Virtual instruments have been with us for some years now and are fairly straightforward to program so there are gazillions out there. Pretty much every classic hardware synth and instrument has been emulated over the years as have many instruments that have never existed. In fact it’s fair to say that there is a mind-boggling choice. Thankfully most sequencers now come with a good selection of virtual instruments which cover a lot of bases, so if you choose one of the big six DAWs (Cubase, Logic, Pro Tools, Reason, FLStudio and Ableton Live) you will have more than enough virtual power at your fingertips.

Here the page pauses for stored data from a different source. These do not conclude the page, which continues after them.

impl Game {
    /// Generate a new universe and drop the player on a random planet.
    pub fn new(settings: GameSettings, content: &Content, mut rng: StdRng) -> Result<Self> {
        let generator = PlanetGenerator::new(content.planets.clone());
        let universe = generator.generate(settings.difficulty, &mut rng);
        let Some(start) = universe
            .planets
            .choose(&mut rng)
            .map(|planet| planet.name.clone())
        else {
            bail!("planet catalog has no names");
        };
        let quests = QuestBoard::from_templates(&content.quests, &universe, &mut rng);
        info!(
            difficulty = settings.difficulty,
            planets = universe.planets.len(),
            quests = quests.pool().len(),
            start = %start,
            "new game"
        );

        Ok(Self {
            settings,
            universe,
            generator,
            market: Market::new(content.commodities.clone()),
            player: Player::new(settings.starting_credits),
            quests,
            tech: TechnologyTree::new(content.technologies.clone()),
            events: EventGenerator::new(),
            current_planet: start,
            game_over: false,
            intro_shown: false,
            rng,
        })
    }

    /// Resume from a snapshot; the current planet must exist in it.
    pub fn restore(snapshot: GameSnapshot, content: &Content, rng: StdRng) -> GameResult<Self> {
        if !snapshot.universe.contains(&snapshot.current_planet) {
            return Err(GameError::UnknownPlanet(snapshot.current_planet));
        }
        let player = &snapshot.player;
        let referenced = player
            .active_quests()
            .iter()
            .map(|quest| quest.destination.as_str())
            .chain(
                player
                    .trade_routes()
                    .iter()
                    .flat_map(|route| [route.origin.as_str(), route.destination.as_str()]),
            );
        for name in referenced {
            if !snapshot.universe.contains(name) {
                return Err(GameError::UnknownPlanet(name.to_string()));
            }
        }
        let market = if snapshot.commodities.is_empty() {
            Market::new(content.commodities.clone())
        } else {
            Market::from_commodities(snapshot.commodities)
        };
        info!(
            planet = %snapshot.current_planet,
            turn = snapshot.player.turn(),
            "game restored"
        );

        Ok(Self {
            settings: snapshot.settings,
            universe: snapshot.universe,
            generator: PlanetGenerator::new(content.planets.clone()),
            market,
            player: snapshot.player,
            quests: QuestBoard::restore(snapshot.quest_pool),
            tech: TechnologyTree::new(content.technologies.clone()),
            events: EventGenerator::new(),
            current_planet: snapshot.current_planet,
            game_over: snapshot.game_over,
            intro_shown: snapshot.intro_shown,
            rng,
        })
    }

    /// Capture the whole session.
    pub fn snapshot(&self) -> GameSnapshot {
        GameSnapshot {
            settings: self.settings,
            player: self.player.clone(),
            universe: self.universe.clone(),
            quest_pool: self.quests.pool().to_vec(),
            current_planet: self.current_planet.clone(),
            commodities: self.market.commodities().to_vec(),
            game_over: self.game_over,
            intro_shown: self.intro_shown,
        }
    }

    pub fn player(&self) -> &Player {
        &self.player
    }

    pub fn universe(&self) -> &Universe {
        &self.universe
    }

    pub fn quest_board(&self) -> &QuestBoard {
        &self.quests
    }

    pub fn difficulty(&self) -> u32 {
        self.settings.difficulty
    }

    pub fn current_planet_name(&self) -> &str {
        &self.current_planet
    }

    pub fn current_planet(&self) -> GameResult<&Planet> {
        self.universe.require(&self.current_planet)
    }

    pub fn is_over(&self) -> bool {
        self.game_over
    }

    pub fn intro_shown(&self) -> bool {
        self.intro_shown
    }

    /// Record that the opening chapter has been displayed.
    pub fn mark_intro_shown(&mut self) {
        self.intro_shown = true;
    }

    /// Story chapters the player has unlocked so far.
    pub fn story_so_far(&self) -> Vec<&'static str> {
        Storyline::chapters_up_to(self.player.level())
    }

    /// Upgrades the player can still buy.
    pub fn available_upgrades(&self) -> Vec<&Upgrade> {
        self.tech.available_upgrades(self.player.tech_levels())
    }

    /// Planets other than the current one, with travel distance.
    pub fn destinations(&self) -> GameResult<Vec<(String, f64)>> {
        self.universe
            .planets
            .iter()
            .filter(|planet| planet.name != self.current_planet)
            .map(|planet| {
                self.universe
                    .distance(&self.current_planet, &planet.name)
                    .map(|distance| (planet.name.clone(), distance))
            })
            .collect()
    }

    /// Live prices on the current planet.
    pub fn quote(&mut self) -> GameResult<Vec<(String, f64)>> {
        let planet = self.universe.require(&self.current_planet)?;
        self.market.quote(planet, &mut self.rng)
    }

    /// Quest offers for the start of a turn.
    pub fn begin_turn(&mut self) -> GameResult<Vec<Quest>> {
        self.ensure_running()?;
        Ok(self.quests.offer_quests(self.player.level(), &mut self.rng))
    }

    /// Accept one of the offered quests.
    pub fn accept_quest(&mut self, id: u32) -> GameResult<Quest> {
        self.ensure_running()?;
        self.quests.accept(id, &mut self.player)
    }

    /// Close the turn.
    pub fn end_turn(&mut self) {
        self.player.advance_turn();
        debug!(turn = self.player.turn(), "turn advanced");
    }

    /// Carry out one action.
    pub fn perform(&mut self, action: Action) -> GameResult<TurnReport> {
        self.ensure_running()?;
        match action {
            Action::Buy {
                commodity,
                quantity,
            } => self.buy(&commodity, quantity),
            Action::Sell {
                commodity,
                quantity,
            } => self.sell(&commodity, quantity),
            Action::Travel { destination } => self.travel(&destination),
            Action::FollowRoute { index } => self.follow_trade_route(index),
            Action::SaveRoute { destination } => self.save_trade_route(&destination),
            Action::Refuel { units } => self.refuel(units),
            Action::PurchaseUpgrade { category, name } => self.purchase_upgrade(&category, &name),
            Action::Scan => self.scan_planet(),
            Action::ChartFrontier => self.chart_frontier(),
            Action::MarketOverview => self.market_overview(),
            Action::Quit => {
                self.game_over = true;
                info!(
                    turn = self.player.turn(),
                    credits = self.player.credits(),
                    "game over"
                );
                Ok(TurnReport::message(format!(
                    "You retire with {:.2} credits and a net profit of {:.2}.",
                    self.player.credits(),
                    self.player.net_profit()
                )))
            }
        }
    }

    fn ensure_running(&self) -> GameResult<()> {
        if self.game_over {
            Err(GameError::GameOver)
        } else {
            Ok(())
        }
    }

    fn local_price(&mut self, commodity: &str) -> GameResult<f64> {
        let planet = self.universe.require(&self.current_planet)?;
        self.market.price(commodity, planet, &mut self.rng)
    }

    fn buy(&mut self, commodity: &str, quantity: u32) -> GameResult<TurnReport> {
        let price = self.local_price(commodity)?;
        self.player.add_cargo(commodity, quantity, price)?;
        Ok(TurnReport::message(format!(
            "Bought {quantity} {commodity} at {price:.2} each ({:.2} total).",
            price * f64::from(quantity)
        )))
    }

    fn sell(&mut self, commodity: &str, quantity: u32) -> GameResult<TurnReport> {
        let price = self.local_price(commodity)?;
        let outcome = self.player.sell_cargo(commodity, quantity, price)?;
        let mut report = TurnReport::message(format!(
            "Sold {quantity} {commodity} at {price:.2} each for {:.2} ({} {:.2}).",
            outcome.revenue,
            if outcome.profit > 0.0 { "profit" } else { "loss" },
            outcome.profit.abs()
        ));
        report.add_level_ups(outcome.level_ups);
        Ok(report)
    }

    /// Jump to another planet; an event fires on arrival.
    fn travel(&mut self, destination: &str) -> GameResult<TurnReport> {
        if destination == self.current_planet {
            return Err(GameError::AlreadyDocked(destination.to_string()));
        }
        let index = self
            .universe
            .planets
            .iter()
            .position(|planet| planet.name == destination)
            .ok_or_else(|| GameError::UnknownPlanet(destination.to_string()))?;
        let distance = self.universe.distance(&self.current_planet, destination)?;
        // Nothing below may fail once fuel is burned.
        let fuel = self.player.travel(distance)?;
        info!(from = %self.current_planet, to = destination, distance, fuel, "travelled");
        self.current_planet = destination.to_string();

        let mut report = TurnReport::message(format!(
            "Arrived at {destination} after {distance:.1} units, burning {fuel:.1} fuel."
        ));
        let outcome = self.events.fire(
            EventTargets {
                player: &mut self.player,
                market: &mut self.market,
                tech: &self.tech,
                planet: &mut self.universe.planets[index],
            },
            &mut self.rng,
        );
        report.push(outcome.message());
        report.event = Some(outcome);
        Ok(report)
    }

    fn follow_trade_route(&mut self, index: usize) -> GameResult<TurnReport> {
        let destination = self
            .player
            .trade_routes()
            .get(index)
            .and_then(|route| route.other_end(&self.current_planet))
            .map(str::to_string)
            .ok_or_else(|| GameError::RouteUnavailable(format!("route {}", index + 1)))?;
        self.travel(&destination)
    }

    fn save_trade_route(&mut self, destination: &str) -> GameResult<TurnReport> {
        self.universe.require(destination)?;
        if !self.player.add_trade_route(&self.current_planet, destination) {
            return Err(GameError::RouteUnavailable(destination.to_string()));
        }
        Ok(TurnReport::message(format!(
            "Trade route {} <-> {destination} saved.",
            self.current_planet
        )))
    }

    fn refuel(&mut self, units: f64) -> GameResult<TurnReport> {
        let price = if self.market.has_commodity(FUEL_COMMODITY) {
            self.local_price(FUEL_COMMODITY)?
        } else {
            FLAT_FUEL_PRICE
        };
        let cost = self.player.refuel(units, price)?;
        Ok(TurnReport::message(format!(
            "Refuelled {units:.1} units for {cost:.2} credits."
        )))
    }

    fn purchase_upgrade(&mut self, category: &str, name: &str) -> GameResult<TurnReport> {
        let upgrade = self.tech.find(category, name)?.clone();
        if !self
            .available_upgrades()
            .iter()
            .any(|available| available.name == upgrade.name)
        {
            return Err(GameError::UpgradeUnavailable(upgrade.name));
        }
        let changes = self.player.purchase_upgrade(&upgrade)?;
        let mut report = TurnReport::message(format!(
            "Installed {} for {:.2} credits.",
            upgrade.name, upgrade.cost
        ));
        for change in changes {
            report.push(format!(
                "{}: {} -> {}",
                change.attribute, change.old, change.new
            ));
        }
        Ok(report)
    }

    /// Survey the current planet and complete quests bound to it.
    fn scan_planet(&mut self) -> GameResult<TurnReport> {
        let planet = self.universe.require(&self.current_planet)?.clone();
        let completed = self.player.complete_quests_at(&planet.name);
        let mut report = TurnReport::message(format!("Scan of {} complete.", planet.name));
        for quest in &completed {
            info!(quest = %quest.title, planet = %planet.name, "quest completed");
            report.push(format!("Quest complete: {}.", quest.title));
        }
        report.completed_quests = completed;
        report.scan = Some(planet);
        Ok(report)
    }

    fn chart_frontier(&mut self) -> GameResult<TurnReport> {
        let planet = self.generator.spawn_frontier(&mut self.universe, &mut self.rng);
        let name = planet.name.clone();
        let lanes = self.universe.neighbours(&name).len();
        info!(planet = %name, lanes, "frontier charted");
        Ok(TurnReport::message(format!(
            "Charted the frontier world {name} ({lanes} lanes)."
        )))
    }

    fn market_overview(&mut self) -> GameResult<TurnReport> {
        let overview = self
            .market
            .market_overview(&self.universe.planets, &mut self.rng)?;
        Ok(TurnReport {
            messages: vec![format!(
                "Market overview of {} planets.",
                overview.rows.len()
            )],
            overview: Some(overview),
            ..TurnReport::default()
        })
    }
}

However if you want to sound different from everyone else then you might want to consider the many others that are available. We’ll have a buyers guide here soon including some of the top 10s in different categories so be sure to check back.

3. Using Internal Sounds: Samples

There are many, many companies that produce ready made samples of instruments, drum loops, and vocal lines for you to buy and drop into your music creations. There used to be a bit of snobbery about using samples but not so these days – in fact many a tune (and indeed genre) has been based on the inclusion of great samples.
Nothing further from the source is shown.